Records drawn from a dataset:

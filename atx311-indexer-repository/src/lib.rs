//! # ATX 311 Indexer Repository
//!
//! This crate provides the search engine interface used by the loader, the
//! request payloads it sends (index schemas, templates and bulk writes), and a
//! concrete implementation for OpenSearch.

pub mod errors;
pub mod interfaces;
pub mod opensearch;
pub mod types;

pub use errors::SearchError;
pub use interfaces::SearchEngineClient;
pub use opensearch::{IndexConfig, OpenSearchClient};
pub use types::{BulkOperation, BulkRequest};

...

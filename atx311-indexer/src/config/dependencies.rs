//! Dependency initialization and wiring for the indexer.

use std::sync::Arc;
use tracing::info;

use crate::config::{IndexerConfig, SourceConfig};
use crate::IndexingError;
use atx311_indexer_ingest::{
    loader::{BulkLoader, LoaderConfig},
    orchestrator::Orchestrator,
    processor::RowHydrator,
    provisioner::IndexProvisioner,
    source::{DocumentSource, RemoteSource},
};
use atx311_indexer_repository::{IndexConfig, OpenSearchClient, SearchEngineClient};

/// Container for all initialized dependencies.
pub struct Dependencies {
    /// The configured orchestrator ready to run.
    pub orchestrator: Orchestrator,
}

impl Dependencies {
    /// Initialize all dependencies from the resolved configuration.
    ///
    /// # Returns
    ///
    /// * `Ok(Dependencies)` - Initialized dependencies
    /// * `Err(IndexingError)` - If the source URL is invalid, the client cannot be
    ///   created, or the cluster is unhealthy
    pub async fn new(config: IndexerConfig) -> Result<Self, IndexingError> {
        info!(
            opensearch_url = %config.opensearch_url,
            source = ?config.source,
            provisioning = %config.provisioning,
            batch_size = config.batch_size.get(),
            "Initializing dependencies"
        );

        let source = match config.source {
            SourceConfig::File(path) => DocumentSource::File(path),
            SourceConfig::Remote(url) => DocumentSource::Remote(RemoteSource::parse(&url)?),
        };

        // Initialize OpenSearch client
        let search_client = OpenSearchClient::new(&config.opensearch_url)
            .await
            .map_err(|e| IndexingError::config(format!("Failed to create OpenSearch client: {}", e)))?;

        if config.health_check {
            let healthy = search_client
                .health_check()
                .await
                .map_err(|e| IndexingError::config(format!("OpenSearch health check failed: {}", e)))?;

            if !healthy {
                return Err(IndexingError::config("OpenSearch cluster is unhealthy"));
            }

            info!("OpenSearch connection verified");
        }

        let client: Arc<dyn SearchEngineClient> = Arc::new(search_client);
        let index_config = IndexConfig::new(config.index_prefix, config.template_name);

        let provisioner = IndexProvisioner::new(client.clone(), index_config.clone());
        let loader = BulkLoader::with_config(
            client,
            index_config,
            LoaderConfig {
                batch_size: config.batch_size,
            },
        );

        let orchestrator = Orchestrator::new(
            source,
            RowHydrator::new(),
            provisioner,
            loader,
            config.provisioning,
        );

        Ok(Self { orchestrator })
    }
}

---

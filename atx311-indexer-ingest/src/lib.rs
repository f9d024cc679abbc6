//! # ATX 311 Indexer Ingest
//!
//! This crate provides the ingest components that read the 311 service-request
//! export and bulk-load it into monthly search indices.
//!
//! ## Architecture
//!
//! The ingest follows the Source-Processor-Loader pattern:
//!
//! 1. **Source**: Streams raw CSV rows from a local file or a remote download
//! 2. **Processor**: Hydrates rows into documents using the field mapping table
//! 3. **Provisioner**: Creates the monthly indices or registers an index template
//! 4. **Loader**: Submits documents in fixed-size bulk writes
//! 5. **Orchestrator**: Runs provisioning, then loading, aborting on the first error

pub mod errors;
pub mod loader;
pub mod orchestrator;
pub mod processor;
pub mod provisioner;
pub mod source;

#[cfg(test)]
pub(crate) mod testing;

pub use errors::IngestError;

:: Problem statement ::
Reprint exactly the lines above that start at the one with "filename atx311-indexer-ingest/src/lib.rs" and end at the one with "pub use errors::IngestError;", keeping both and adding none.

:: Exercise output ::
filename atx311-indexer-ingest/src/lib.rs
repository f9d024cc679abbc6
//! # ATX 311 Indexer Ingest
//!
//! This crate provides the ingest components that read the 311 service-request
//! export and bulk-load it into monthly search indices.
//!
//! ## Architecture
//!
//! The ingest follows the Source-Processor-Loader pattern:
//!
//! 1. **Source**: Streams raw CSV rows from a local file or a remote download
//! 2. **Processor**: Hydrates rows into documents using the field mapping table
//! 3. **Provisioner**: Creates the monthly indices or registers an index template
//! 4. **Loader**: Submits documents in fixed-size bulk writes
//! 5. **Orchestrator**: Runs provisioning, then loading, aborting on the first error

pub mod errors;
pub mod loader;
pub mod orchestrator;
pub mod processor;
pub mod provisioner;
pub mod source;

#[cfg(test)]
pub(crate) mod testing;

pub use errors::IngestError;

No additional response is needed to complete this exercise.